Accurate and timely burned area mapping is crucial for assessing wildfire impacts, guiding response efforts, and understanding ecological recovery and climate change effects. However, current satellite-based mapping methods face significant challenges. Optical sensors like Sentinel-2 MSI provide valuable spectral information but are frequently hindered by cloud cover and smoke, especially during and immediately after fire events. Synthetic Aperture Radar (SAR) sensors, such as Sentinel-1, penetrate these obstructions but produce data that is inherently noisy (speckle) and complex to interpret directly for accurate boundary delineation. This project aims to develop and evaluate advanced deep learning models to overcome these limitations and enhance burned area mapping capabilities. We will investigate two complementary approaches leveraging multi-modal and multi-temporal satellite data. The first approach focuses on SAR-to-optical (S2O) image translation using conditional diffusion models. Specifically, we will develop architectures like Swin-U-DiT, integrating efficient Transformer modules within a U-Net backbone, to generate high-fidelity, cloud-free optical-like imagery from multi-temporal Sentinel-1 SAR and pre-fire Sentinel-2 MSI data. The utility of these translated images will be assessed through downstream burned area segmentation tasks. The second approach explores multi-task learning with context-aware diffusion models.
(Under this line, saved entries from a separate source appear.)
use crate::error::{Error, Result};
use crate::types::{
    unsupported::Unsupported,
    headers::HeaderName,
    headers::TypedHeader,
    headers::header_access::HeaderAccess,
};
use super::HeaderSetter;

/// Unsupported header builder
///
/// This module provides builder methods for the Unsupported header in SIP messages.
///
/// ## SIP Unsupported Header Overview
///
/// The Unsupported header is defined in [RFC 3261](https://datatracker.ietf.org/doc/html/rfc3261#section-20.40)
/// as part of the core SIP protocol. It is used in 420 (Bad Extension) responses to indicate
/// which SIP extensions requested in a Require or Proxy-Require header cannot be supported
/// by the server.
///
/// ## Purpose of Unsupported Header
///
/// The Unsupported header serves several important purposes in SIP:
///
/// 1. It informs clients which requested extensions cannot be supported by a server
/// 2. It is mandatory in 420 (Bad Extension) responses to explain the failure reason
/// 3. It helps clients make informed decisions about fallback behavior
/// 4. It allows servers to explicitly reject features they don't implement
///
/// ## Common Usage Scenarios
///
/// - **Rejecting calls with required extensions**: When a UAS can't support a feature in a Require header
/// - **Proxy rejection**: When a proxy can't support features in a Proxy-Require header
/// - **Graceful degradation**: Informing clients which features to avoid in future requests
/// - **Compatibility management**: Allowing older servers to interoperate with newer clients
/// - **Security boundaries**: Rejecting potentially dangerous or unauthorized extensions
///
/// ## Relationship with other headers
///
/// - **Unsupported** vs **Supported**: Unsupported lists rejected features, Supported lists implemented features
/// - **Unsupported** and **Require**: Unsupported lists rejected option tags from the Require header
/// - **Unsupported** in 420 responses: Required when rejecting requests with unsupported extensions
///
/// # Examples
///
/// ## Basic 420 Bad Extension Response
///
/// ```rust
/// use rvoip_sip_core::prelude::*;
/// use rvoip_sip_core::builder::{SimpleResponseBuilder, headers::UnsupportedBuilderExt};
///
/// // Scenario: Server cannot support required 100rel extension
///
/// // Original request (not shown) contained:
/// // Require: 100rel
///
/// // Create a 420 Bad Extension response
/// let response = SimpleResponseBuilder::new(StatusCode::BadExtension, Some("Extension Not Supported"))
///     // From header copied from the request
///     .from("Bob", "sip:bob@example.com", Some("a73kszlfl"))
///     // To header copied from the request, no tag as no dialog is created
///     .to("Alice", "sip:alice@example.com", None)
///     // Mandatory Unsupported header listing the rejected extensions
///     .unsupported_100rel()
///     .build();
///
/// // The client will understand which feature caused the rejection
/// // and may retry without requiring that feature
/// ```
///
/// ## Rejecting Multiple Extensions
///
/// ```rust
/// use rvoip_sip_core::prelude::*;
/// use rvoip_sip_core::builder::{SimpleResponseBuilder, headers::UnsupportedBuilderExt};
///
/// // Scenario: Basic SIP gateway rejecting advanced features
///
/// // Original request (not shown) contained:
/// // Require: 100rel, timer, resource-priority
///
/// // Create a 420 response for multiple unsupported extensions
/// let response = SimpleResponseBuilder::new(StatusCode::BadExtension, Some("Multiple Extensions Not Supported"))
///     .from("Gateway", "sip:gateway.example.com", None)
///     .to("User", "sip:user@example.org", None)
///     // List all extensions that cannot be supported
///     .unsupported_tags(vec!["100rel", "timer", "resource-priority"])
///     .build();
///
/// // The client knows all three extensions caused problems
/// // and might retry with a simpler feature set
/// ```
///
/// ## SIP Interoperability Testing
///
/// ```rust
/// use rvoip_sip_core::prelude::*;
/// use rvoip_sip_core::builder::{SimpleResponseBuilder, headers::UnsupportedBuilderExt};
///
/// // Scenario: SIP testing tool checking extension support
///
/// // Test extension support by creating various 420 responses
/// // based on probe requests with different Require headers
///
/// // Create a response for an older device that doesn't support timers
/// let timer_response = SimpleResponseBuilder::new(StatusCode::BadExtension, None)
///     .from("TestServer", "sip:test.example.com", None)
///     .to("TestClient", "sip:client.example.org", None)
///     .unsupported_timer()
///     .build();
///
/// // Create a response for a device that doesn't support Path header
/// let path_response = SimpleResponseBuilder::new(StatusCode::BadExtension, None)
///     .from("TestServer", "sip:test.example.com", None)
///     .to("TestClient", "sip:client.example.org", None)
///     .unsupported_path()
///     .build();
///
/// // The testing tool can now determine which extensions
/// // are supported by the device under test
/// ```
pub trait UnsupportedBuilderExt {
    /// Add an Unsupported header with a single option tag
    ///
    /// This method adds an Unsupported header with a single SIP extension option tag
    /// that cannot be supported by the server. This is typically used in 420 (Bad Extension)
    /// responses to reject requests containing a Require or Proxy-Require header with
    /// extensions that cannot be supported.
    ///
    /// # Parameters
    ///
    /// * `option_tag` - The SIP extension option tag that cannot be supported
    ///
    /// # Returns
    ///
    /// * `Self` - The builder with the Unsupported header added
    ///
    /// # Examples
    ///
    /// ```rust
    /// use rvoip_sip_core::prelude::*;
    /// use rvoip_sip_core::builder::{SimpleResponseBuilder, headers::UnsupportedBuilderExt};
    ///
    /// // Simple proxy rejecting a request with Require: gruu
    /// let response = SimpleResponseBuilder::new(StatusCode::BadExtension, Some("GRUU Not Supported"))
    ///     .from("Proxy", "sip:proxy.example.com", None)
    ///     .to("User", "sip:user@example.org", None)
    ///     // Indicate GRUU (globally routable user agent URIs) is not supported
    ///     .unsupported_tag("gruu")
    ///     .build();
    ///
    /// // The client must retry without requiring GRUU if it wants the request to succeed
    /// ```
    fn unsupported_tag(self, option_tag: impl Into<String>) -> Self;
    
    /// Add an Unsupported header with multiple option tags
    ///
    /// This method adds an Unsupported header with multiple SIP extension option tags
    /// that cannot be supported by the server. This is used when rejecting requests
    /// that require multiple extensions that cannot be supported.
    ///
    /// # Parameters
    ///
    /// * `option_tags` - A vector of SIP extension option tags that cannot be supported
    ///
    /// # Returns
    ///
    /// * `Self` - The builder with the Unsupported header containing all specified tags
    ///
    /// # Examples
    ///
    /// ```rust
    /// use rvoip_sip_core::prelude::*;
    /// use rvoip_sip_core::builder::{SimpleResponseBuilder, headers::UnsupportedBuilderExt};
    ///
    /// // Legacy SIP server rejecting WebRTC features
    /// let response = SimpleResponseBuilder::new(StatusCode::BadExtension, Some("WebRTC Features Not Supported"))
    ///     .from("Server", "sip:oldserver.example.com", None)
    ///     .to("WebClient", "sip:webclient@example.org", None)
    ///     // List all WebRTC-related features that cannot be supported
    ///     .unsupported_tags(vec![
    ///         "ice",          // Interactive Connectivity Establishment
    ///         "replaces",     // Call transfer with Replaces
    ///         "outbound",     // Connection reuse
    ///         "gruu"          // Globally routable URIs
    ///     ])
    ///     .build();
    ///
    /// // The WebRTC client knows it must use a gateway that can
    /// // translate between WebRTC and traditional SIP
    /// ```
    fn unsupported_tags(self, option_tags: Vec<impl Into<String>>) -> Self;
    
    /// Add an Unsupported header for 100rel (reliable provisional responses)
    ///
    /// This convenience method adds an Unsupported header indicating that the
    /// 100rel extension (reliable provisional responses) defined in RFC 3262
    /// cannot be supported. This is commonly used when a UAS or proxy cannot
    /// implement the reliability mechanisms for 1xx responses.
    ///
    /// # Returns
    ///
    /// * `Self` - The builder with 100rel added to the Unsupported header
    ///
    /// # Examples
    ///
    /// ```rust
    /// use rvoip_sip_core::prelude::*;
    /// use rvoip_sip_core::builder::{SimpleResponseBuilder, headers::UnsupportedBuilderExt};
    ///
    /// // Scenario: Basic SIP phone that can't handle reliable provisional responses
    ///
    /// // Create a 420 response rejecting the 100rel extension
    /// let response = SimpleResponseBuilder::new(StatusCode::BadExtension, Some("Reliable Provisionals Not Supported"))
    ///     .from("Phone", "sip:phone@example.com", None)
    ///     .to("Caller", "sip:caller@example.net", None)
    ///     // Indicate reliable provisional responses are not supported
    ///     .unsupported_100rel()
    ///     .build();
    ///
    /// // The caller should retry without Require: 100rel
    /// // or may decide to use a different calling method
    /// ```
    fn unsupported_100rel(self) -> Self;
    
    /// Add an Unsupported header for timer
    ///
    /// This convenience method adds an Unsupported header indicating that the
    /// timer extension (session timers) defined in RFC 4028 cannot be supported.
    /// This is used when a UAS or proxy cannot implement session timers for
    /// dialog keepalive and expiration.
    ///
    /// # Returns
    ///
    /// * `Self` - The builder with timer added to the Unsupported header
    ///
    /// # Examples
    ///
    /// ```rust
    /// use rvoip_sip_core::prelude::*;
    /// use rvoip_sip_core::builder::{SimpleResponseBuilder, headers::UnsupportedBuilderExt};
    ///
    /// // Scenario: Basic B2BUA that doesn't implement session timers
    ///
    /// // Create a 420 response rejecting the timer extension
    /// let response = SimpleResponseBuilder::new(StatusCode::BadExtension, Some("Session Timers Not Supported"))
    ///     .from("B2BUA", "sip:b2bua.example.com", None)
    ///     .to("Caller", "sip:caller@example.org", None)
    ///     // Indicate session timers are not supported
    ///     .unsupported_timer()
    ///     .build();
    ///
    /// // The caller should retry without Require: timer
    /// // or may need to handle dialog refreshes via other means
    /// ```
    fn unsupported_timer(self) -> Self;
    
    /// Add an Unsupported header for path
    ///
    /// This convenience method adds an Unsupported header indicating that the
    /// path extension defined in RFC 3327 cannot be supported. This is used when
    /// a registrar or proxy cannot implement the Path header mechanism for
    /// routing through NATs or firewalls.
    ///
    /// # Returns
    ///
    /// * `Self` - The builder with path added to the Unsupported header
    ///
    /// # Examples
    ///
    /// ```rust
    /// use rvoip_sip_core::prelude::*;
    /// use rvoip_sip_core::builder::{SimpleResponseBuilder, headers::UnsupportedBuilderExt};
    ///
    /// // Scenario: Legacy registrar that doesn't understand Path headers
    ///
    /// // Create a 420 response rejecting the path extension
    /// let response = SimpleResponseBuilder::new(StatusCode::BadExtension, Some("Path Not Supported"))
    ///     .from("Registrar", "sip:registrar.example.com", None)
    ///     .to("User", "sip:user@example.net", None)
    ///     // Indicate Path header is not supported
    ///     .unsupported_path()
    ///     .build();
    ///
    /// // The client may need to use a different registrar
    /// // or find an alternative way to handle NAT traversal
    /// ```
    fn unsupported_path(self) -> Self;
}

impl<T> UnsupportedBuilderExt for T 
where 
    T: HeaderSetter,
{
    fn unsupported_tag(self, option_tag: impl Into<String>) -> Self {
        let mut unsupported = Unsupported::new();
        let tag_str = option_tag.into();
        unsupported.add_option_tag(&tag_str);
        self.set_header(unsupported)
    }
    
    fn unsupported_tags(self, option_tags: Vec<impl Into<String>>) -> Self {
        let mut unsupported = Unsupported::new();
        for tag_impl in option_tags {
            let tag = tag_impl.into();
            unsupported.add_option_tag(&tag);
        }
        self.set_header(unsupported)
    }
    
    fn unsupported_100rel(self) -> Self {
        self.unsupported_tag("100rel")
    }
    
    fn unsupported_timer(self) -> Self {
        self.unsupported_tag("timer")
    }
    
    fn unsupported_path(self) -> Self {
        self.unsupported_tag("path")
    }
}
This involves designing models, such as FireSR-DDPM, capable of simultaneously performing super-resolution of moderate-resolution imagery (e.g., MODIS) and burned area segmentation, conditioned on high-resolution pre-fire context (e.g., Sentinel-2). This aims to provide daily, high-resolution monitoring capabilities by fusing the temporal frequency of MODIS with the spatial detail potential derived from Sentinel-2. Models will be trained and rigorously evaluated on extensive datasets comprising thousands of wildfire events, primarily from Canada, using established ground truth datasets like the National Burned Area Composite (NBAC). Performance will be measured using standard image generation (FID, LPIPS) and segmentation (IoU, F1-score) metrics, and compared against baseline methods. The project's outcomes will be validated deep learning frameworks and insights into their effectiveness and computational feasibility, contributing robust tools for improved wildfire monitoring and management.